SALT Ash resident Jade Morgan’s hope for the newly reinstated Senate inquiry into Lyme disease is that the illness is formally recognised in Australia and brings an end to sufferers’ battles to be treated.
Miss Morgan, who has Lyme disease, fought for four years to have her illness accurately diagnosed.
But life did not get better for the 24 year old after finding out she had the tick-borne disease.
If anything, it has been harder she said, as the disease is not currently recognised by the Australian medical profession or the government.
Many doctors refuse to believe it exists in the country.
“I find it really hard that the medical professionals can just dismiss Lyme disease,” Miss Morgan said.
“Some days I just can’t even get out of bed.
“The other thing that really upsets me is that I know there are heaps of other people out there suffering and are getting the same treatment that I am. It hurts.”
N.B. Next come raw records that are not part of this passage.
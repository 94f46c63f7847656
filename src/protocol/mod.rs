//! Protocol Module
//!
//! The Redis wire protocol (RESP) spoken between clients and the server.
//!
//! ## Requests
//! Two framings are accepted on the same connection:
//!
//! ### Inline
//! ```text
//! LPUSH mylist "hello world"\r\n
//! ```
//! One line, arguments split on whitespace, `"..."` (with escapes) and
//! `'...'` quoting. At most `INLINE_MAX_SIZE` bytes.
//!
//! ### Multibulk
//! ```text
//! *3\r\n
//! $5\r\nLPUSH\r\n
//! $6\r\nmylist\r\n
//! $5\r\nhello\r\n
//! ```
//! At most `MAX_MULTIBULK_LEN` arguments of at most `MAX_BULK_LEN` bytes.
//!
//! ## Replies
//! ```text
//! +OK\r\n                 status
//! -ERR message\r\n        error
//! :42\r\n                 integer
//! $5\r\nhello\r\n         bulk string
//! $-1\r\n                 nil
//! *2\r\n$1\r\na\r\n$1\r\nb\r\n   array
//! ```

mod codec;
mod command;
mod response;

pub use codec::{encode_request, read_reply, RequestParser};
pub use command::{lookup_command, Command, CommandSpec, COMMAND_TABLE};
pub use response::Reply;

/// Longest inline request or header line
pub const INLINE_MAX_SIZE: usize = 64 * 1024;

/// Most arguments in one multibulk request
pub const MAX_MULTIBULK_LEN: i64 = 1024 * 1024;

/// Largest single bulk argument
pub const MAX_BULK_LEN: i64 = 512 * 1024 * 1024;
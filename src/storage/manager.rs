//! Storage Manager
//!
//! Manages the SSTables of one keyspace and coordinates reads/writes.
//!
//! ## Responsibilities
//! - Discover existing SSTables on startup
//! - Search SSTables newest → oldest for reads
//! - Create new SSTables from MemTable flushes
//! - Merge SSTables for ordered prefix scans

use std::collections::BTreeMap;
use std::fs;
use std::path::{Path, PathBuf};
use std::sync::atomic::{AtomicU64, Ordering};

use parking_lot::RwLock;

use crate::error::{BlinkError, Result};
use crate::memtable::{MemTable, MemTableEntry};

use super::{SSTable, SSTableBuilder, SSTableReader};

/// Manages the storage layer of a keyspace
///
/// ## Concurrency:
/// - `sstables`: Protected by RwLock (many concurrent readers, exclusive writer)
/// - `next_sstable_id`: Atomic counter (lock-free)
/// - All methods use `&self` (no exclusive access needed)
pub struct StorageManager {
    /// Directory where SSTables are stored
    data_dir: PathBuf,

    /// Open SSTable readers, ordered newest → oldest
    sstables: RwLock<Vec<SSTableReader>>,

    /// Next ID for creating new SSTables (atomic, lock-free)
    next_sstable_id: AtomicU64,
}

impl StorageManager {
    /// Open or create storage in the given directory
    ///
    /// On startup:
    /// 1. Create directory if it doesn't exist
    /// 2. Discover existing SSTable files
    /// 3. Open readers for each (loads indexes into RAM)
    /// 4. Order by ID descending (newest first)
    pub fn open(path: &Path) -> Result<Self> {
        // Create directory if it doesn't exist
        fs::create_dir_all(path)?;

        // Discover existing SSTables
        let mut sstable_ids: Vec<u64> = Vec::new();
        for entry in fs::read_dir(path)? {
            let file_path = entry?.path();
            if file_path.is_file() {
                if let Some(id) = Self::parse_sstable_id(&file_path) {
                    sstable_ids.push(id);
                }
            }
        }

        // Newest first (highest ID first)
        sstable_ids.sort_unstable_by(|a, b| b.cmp(a));

        // Open readers for each SSTable
        let mut sstables = Vec::with_capacity(sstable_ids.len());
        for id in &sstable_ids {
            sstables.push(SSTableReader::open(&Self::sstable_path_with_dir(path, *id))?);
        }

        // Next ID = max + 1, or 1 if no SSTables exist
        let next_id = sstable_ids.first().map(|&id| id + 1).unwrap_or(1);

        Ok(Self {
            data_dir: path.to_path_buf(),
            sstables: RwLock::new(sstables),
            next_sstable_id: AtomicU64::new(next_id),
        })
    }

    /// Get the newest entry for a key (searches all SSTables newest → oldest)
    ///
    /// Returns:
    /// - `Ok(Some(entry))`: key found (value or tombstone)
    /// - `Ok(None)`: key not in any SSTable
    ///
    /// Note: Uses write lock because SSTableReader::get() needs &mut self
    /// for file seeking.
    pub fn get(&self, key: &[u8]) -> Result<Option<MemTableEntry>> {
        // Write lock: SSTableReader::get() moves the file position
        let mut sstables = self.sstables.write();

        // Search SSTables newest → oldest
        for reader in sstables.iter_mut() {
            // Skip SSTable if key is outside its range (O(1) check)
            if !reader.might_contain(key) {
                continue;
            }

            // Key might be here, do the actual lookup
            match reader.get(key) {
                Ok(entry) => return Ok(Some(entry)),
                Err(BlinkError::KeyNotFound) => continue,
                Err(e) => return Err(e),
            }
        }

        // Not found in any SSTable
        Ok(None)
    }

    /// Merge every SSTable entry whose key starts with `prefix`
    ///
    /// Newer tables shadow older ones; tombstones are kept so the caller can
    /// layer the memtable on top.
    pub fn scan_prefix(&self, prefix: &[u8]) -> Result<BTreeMap<Vec<u8>, MemTableEntry>> {
        let mut merged = BTreeMap::new();
        let mut sstables = self.sstables.write();

        // Oldest → newest so later inserts win
        for reader in sstables.iter_mut().rev() {
            // Skip tables whose key range cannot hold the prefix
            if !reader.has_prefix(prefix) {
                continue;
            }
            for item in reader.iter()? {
                let (key, entry) = item?;
                if key.starts_with(prefix) {
                    merged.insert(key, entry);
                }
            }
        }

        Ok(merged)
    }

    /// Flush a MemTable to a new SSTable
    ///
    /// Values already expired at `now` are written as tombstones so they
    /// keep shadowing older tables.
    pub fn flush(&self, memtable: &MemTable, now: u64) -> Result<SSTable> {
        if memtable.is_empty() {
            return Err(BlinkError::Storage("Cannot flush empty MemTable".to_string()));
        }

        // Generate new SSTable ID (atomic, lock-free)
        let id = self.next_sstable_id.fetch_add(1, Ordering::SeqCst);
        let path = self.sstable_path(id);

        // Entries arrive sorted from the BTreeMap
        let mut builder = SSTableBuilder::new(&path)?;
        for (key, entry) in memtable.iter() {
            if entry.is_expired(now) {
                builder.add_tombstone(&key)?;
            } else {
                builder.add_entry(&key, &entry)?;
            }
        }
        let metadata = builder.finish()?;

        // Open reader for the new SSTable
        let reader = SSTableReader::open(&path)?;

        // Insert at front (newest first)
        self.sstables.write().insert(0, reader);

        tracing::debug!(
            "Flushed {} entries to {}",
            metadata.entry_count,
            metadata.path.display()
        );

        Ok(metadata)
    }

    /// Get the number of SSTables
    pub fn sstable_count(&self) -> usize {
        self.sstables.read().len()
    }

    /// Get the data directory path
    pub fn data_dir(&self) -> &Path {
        &self.data_dir
    }

    /// Get the next SSTable ID (for testing/debugging)
    pub fn next_sstable_id(&self) -> u64 {
        self.next_sstable_id.load(Ordering::SeqCst)
    }

    // =========================================================================
    // Private Helpers
    // =========================================================================

    fn sstable_path(&self, id: u64) -> PathBuf {
        Self::sstable_path_with_dir(&self.data_dir, id)
    }

    fn sstable_path_with_dir(dir: &Path, id: u64) -> PathBuf {
        dir.join(format!("sstable_{:06}.sst", id))
    }

    /// "sstable_000042.sst" → Some(42)
    fn parse_sstable_id(path: &Path) -> Option<u64> {
        if path.extension()? != "sst" {
            return None;
        }
        let name = path.file_stem()?.to_string_lossy();
        name.strip_prefix("sstable_")?.parse().ok()
    }
}
//! Protocol codec
//!
//! Incremental request parsing for the server, request encoding and reply
//! reading for the client.
//!
//! `RequestParser::parse` looks at the front of a connection buffer and
//! either consumes one complete request or leaves the buffer untouched until
//! more bytes arrive. Requests split across reads and several requests in
//! one read (pipelining) both fall out of that contract.

use std::io::{BufRead, Read};

use bytes::{Buf, BufMut, BytesMut};

use super::{Reply, INLINE_MAX_SIZE, MAX_BULK_LEN, MAX_MULTIBULK_LEN};
use crate::error::{BlinkError, Result};

/// Outcome of one parse attempt over the buffer front
enum Parsed {
    Incomplete,
    /// Bytes to drop without producing a request (blank line, `*0`)
    Skip(usize),
    Request(Vec<Vec<u8>>, usize),
}

/// Request parser for one connection
#[derive(Debug, Clone)]
pub struct RequestParser {
    inline_max: usize,
    multibulk_max: i64,
    bulk_max: i64,
}

impl Default for RequestParser {
    fn default() -> Self {
        Self::new()
    }
}

impl RequestParser {
    pub fn new() -> Self {
        Self {
            inline_max: INLINE_MAX_SIZE,
            multibulk_max: MAX_MULTIBULK_LEN,
            bulk_max: MAX_BULK_LEN,
        }
    }

    /// Parser with a custom bulk size ceiling
    pub fn with_bulk_limit(mut self, bulk_max: i64) -> Self {
        self.bulk_max = bulk_max;
        self
    }

    /// Take one complete request off the front of `buf`
    ///
    /// `Ok(None)` means more bytes are needed. A protocol error leaves the
    /// connection unusable; the caller replies and closes.
    pub fn parse(&self, buf: &mut BytesMut) -> Result<Option<Vec<Vec<u8>>>> {
        loop {
            if buf.is_empty() {
                return Ok(None);
            }
            let parsed = if buf[0] == b'*' {
                self.parse_multibulk(&buf[..])?
            } else {
                self.parse_inline(&buf[..])?
            };
            match parsed {
                Parsed::Incomplete => return Ok(None),
                Parsed::Skip(consumed) => buf.advance(consumed),
                Parsed::Request(argv, consumed) => {
                    buf.advance(consumed);
                    return Ok(Some(argv));
                }
            }
        }
    }

    fn parse_inline(&self, data: &[u8]) -> Result<Parsed> {
        let Some(newline) = data.iter().position(|&b| b == b'\n') else {
            if data.len() > self.inline_max {
                return Err(protocol("too big inline request"));
            }
            return Ok(Parsed::Incomplete);
        };
        if newline > self.inline_max {
            return Err(protocol("too big inline request"));
        }

        let mut line = &data[..newline];
        if line.last() == Some(&b'\r') {
            line = &line[..line.len() - 1];
        }

        let argv = split_args(line)?;
        if argv.is_empty() {
            Ok(Parsed::Skip(newline + 1))
        } else {
            Ok(Parsed::Request(argv, newline + 1))
        }
    }

    fn parse_multibulk(&self, data: &[u8]) -> Result<Parsed> {
        let Some((count, mut pos)) = self.header_line(data, 0, "too big mbulk count string")?
        else {
            return Ok(Parsed::Incomplete);
        };
        let count = parse_length(&count[1..]).ok_or_else(|| protocol("invalid multibulk length"))?;
        if count > self.multibulk_max {
            return Err(protocol("invalid multibulk length"));
        }
        if count <= 0 {
            return Ok(Parsed::Skip(pos));
        }

        let mut argv = Vec::with_capacity(count.min(1024) as usize);
        for _ in 0..count {
            let Some((header, next)) = self.header_line(data, pos, "too big bulk count string")?
            else {
                return Ok(Parsed::Incomplete);
            };
            if header.first() != Some(&b'$') {
                let got = header.first().map(|&b| b as char).unwrap_or(' ');
                return Err(protocol(&format!("expected '$', got '{got}'")));
            }
            let len = parse_length(&header[1..])
                .filter(|&len| len >= 0 && len <= self.bulk_max)
                .ok_or_else(|| protocol("invalid bulk length"))? as usize;

            let end = next + len;
            if data.len() < end + 2 {
                return Ok(Parsed::Incomplete);
            }
            if &data[end..end + 2] != b"\r\n" {
                return Err(protocol("missing CRLF after bulk string"));
            }
            argv.push(data[next..end].to_vec());
            pos = end + 2;
        }
        Ok(Parsed::Request(argv, pos))
    }

    /// The CRLF-terminated line starting at `start`, and the offset past it
    fn header_line<'d>(
        &self,
        data: &'d [u8],
        start: usize,
        too_big: &str,
    ) -> Result<Option<(&'d [u8], usize)>> {
        let rest = &data[start.min(data.len())..];
        match rest.windows(2).position(|w| w == b"\r\n") {
            Some(end) => Ok(Some((&rest[..end], start + end + 2))),
            None if rest.len() > self.inline_max => Err(protocol(too_big)),
            None => Ok(None),
        }
    }
}

fn protocol(message: &str) -> BlinkError {
    BlinkError::Protocol(message.to_string())
}

fn parse_length(digits: &[u8]) -> Option<i64> {
    std::str::from_utf8(digits).ok()?.parse().ok()
}

fn is_space(b: u8) -> bool {
    matches!(b, b' ' | b'\t' | b'\r' | b'\n' | 0x0b | 0x0c)
}

fn hex_value(b: u8) -> Option<u8> {
    (b as char).to_digit(16).map(|d| d as u8)
}

/// Split an inline request into arguments
///
/// Handles `"..."` with `\n \r \t \b \a \\ \" \xHH` escapes and `'...'`
/// with `\'`. A closing quote must be followed by whitespace or the end.
pub(crate) fn split_args(line: &[u8]) -> Result<Vec<Vec<u8>>> {
    let unbalanced = || protocol("unbalanced quotes in request");
    let mut args = Vec::new();
    let mut i = 0;

    loop {
        while i < line.len() && is_space(line[i]) {
            i += 1;
        }
        if i == line.len() {
            return Ok(args);
        }

        let mut current = Vec::new();
        match line[i] {
            b'"' => {
                i += 1;
                loop {
                    match line.get(i) {
                        None => return Err(unbalanced()),
                        Some(b'"') => {
                            i += 1;
                            break;
                        }
                        Some(b'\\') if i + 3 < line.len()
                            && line[i + 1] == b'x'
                            && hex_value(line[i + 2]).is_some()
                            && hex_value(line[i + 3]).is_some() =>
                        {
                            let hi = hex_value(line[i + 2]).unwrap_or(0);
                            let lo = hex_value(line[i + 3]).unwrap_or(0);
                            current.push(hi * 16 + lo);
                            i += 4;
                        }
                        Some(b'\\') if i + 1 < line.len() => {
                            current.push(match line[i + 1] {
                                b'n' => b'\n',
                                b'r' => b'\r',
                                b't' => b'\t',
                                b'b' => 0x08,
                                b'a' => 0x07,
                                other => other,
                            });
                            i += 2;
                        }
                        Some(&b) => {
                            current.push(b);
                            i += 1;
                        }
                    }
                }
                if i < line.len() && !is_space(line[i]) {
                    return Err(unbalanced());
                }
            }
            b'\'' => {
                i += 1;
                loop {
                    match line.get(i) {
                        None => return Err(unbalanced()),
                        Some(b'\'') => {
                            i += 1;
                            break;
                        }
                        Some(b'\\') if line.get(i + 1) == Some(&b'\'') => {
                            current.push(b'\'');
                            i += 2;
                        }
                        Some(&b) => {
                            current.push(b);
                            i += 1;
                        }
                    }
                }
                if i < line.len() && !is_space(line[i]) {
                    return Err(unbalanced());
                }
            }
            _ => {
                while i < line.len() && !is_space(line[i]) {
                    current.push(line[i]);
                    i += 1;
                }
            }
        }
        args.push(current);
    }
}

// =============================================================================
// Client side
// =============================================================================

/// Encode a request as a multibulk array
pub fn encode_request<A: AsRef<[u8]>>(args: &[A]) -> Vec<u8> {
    let mut buf = Vec::new();
    buf.put_u8(b'*');
    buf.put_slice(args.len().to_string().as_bytes());
    buf.put_slice(b"\r\n");
    for arg in args {
        let arg = arg.as_ref();
        buf.put_u8(b'$');
        buf.put_slice(arg.len().to_string().as_bytes());
        buf.put_slice(b"\r\n");
        buf.put_slice(arg);
        buf.put_slice(b"\r\n");
    }
    buf
}

/// Read one complete reply from a server stream
pub fn read_reply<R: BufRead>(reader: &mut R) -> Result<Reply> {
    let line = read_line(reader)?;
    let (&sigil, body) = line
        .split_first()
        .ok_or_else(|| protocol("empty reply line"))?;
    let text = || String::from_utf8_lossy(body).into_owned();

    match sigil {
        b'+' => Ok(Reply::Status(text())),
        b'-' => Ok(Reply::Error(text())),
        b':' => parse_length(body)
            .map(Reply::Integer)
            .ok_or_else(|| protocol("invalid integer reply")),
        b'$' => {
            let len = parse_length(body).ok_or_else(|| protocol("invalid bulk length"))?;
            if len < 0 {
                return Ok(Reply::Nil);
            }
            let mut data = vec![0u8; len as usize + 2];
            reader.read_exact(&mut data)?;
            if !data.ends_with(b"\r\n") {
                return Err(protocol("missing CRLF after bulk string"));
            }
            data.truncate(len as usize);
            Ok(Reply::Bulk(data))
        }
        b'*' => {
            let count = parse_length(body).ok_or_else(|| protocol("invalid multibulk length"))?;
            if count < 0 {
                return Ok(Reply::Nil);
            }
            let mut items = Vec::with_capacity(count.min(1024) as usize);
            for _ in 0..count {
                items.push(read_reply(reader)?);
            }
            Ok(Reply::Array(items))
        }
        other => Err(protocol(&format!("unexpected reply type '{}'", other as char))),
    }
}

fn read_line<R: BufRead>(reader: &mut R) -> Result<Vec<u8>> {
    let mut line = Vec::new();
    let read = reader.read_until(b'\n', &mut line)?;
    if read == 0 {
        return Err(BlinkError::Io(std::io::Error::new(
            std::io::ErrorKind::UnexpectedEof,
            "server closed the connection",
        )));
    }
    if !line.ends_with(b"\r\n") {
        return Err(protocol("reply line not terminated by CRLF"));
    }
    line.truncate(line.len() - 2);
    Ok(line)
}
Miss Morgan was told by doctors in Victoria, where she lived when her symptoms started showing in mid-2012, that her tiredness, loss of feeling in her legs and short-term memory loss was “all in her head”.
“I seen a psychologist, and this was what hurt the most and made me almost give up, he sat there and said the sooner you accept that this is all in your head the sooner you’ll start getting better,” she said.
Miss Morgan moved to Salt Ash in 2014. She visited a Sydney-based Lyme disease specialist in 2015.
After $1000 worth of blood tests the specialist confirmed in April this year that she has a bacteria called Borrelia in her system.
Borrelia causes Lyme disease, which can affect the organs and other body systems. It has been known to mimic other illnesses such as lupus.
For Miss Morgan, a hairdresser by trade, the disease exhausts her and affects her short-term memory. She is no longer able to work.
She is currently raising funds through her former workplace, Allan's Men’s Hairdressing Salamander Bay, to travel to Malaysia for treatment.
Additionally, she runs the My Lyme Disease Journey Facebook page to spread awareness and connect with other sufferers.
The Senate inquiry into the disease that causes a Lyme-like illness was reinstated on September 13. A report is due on November 30.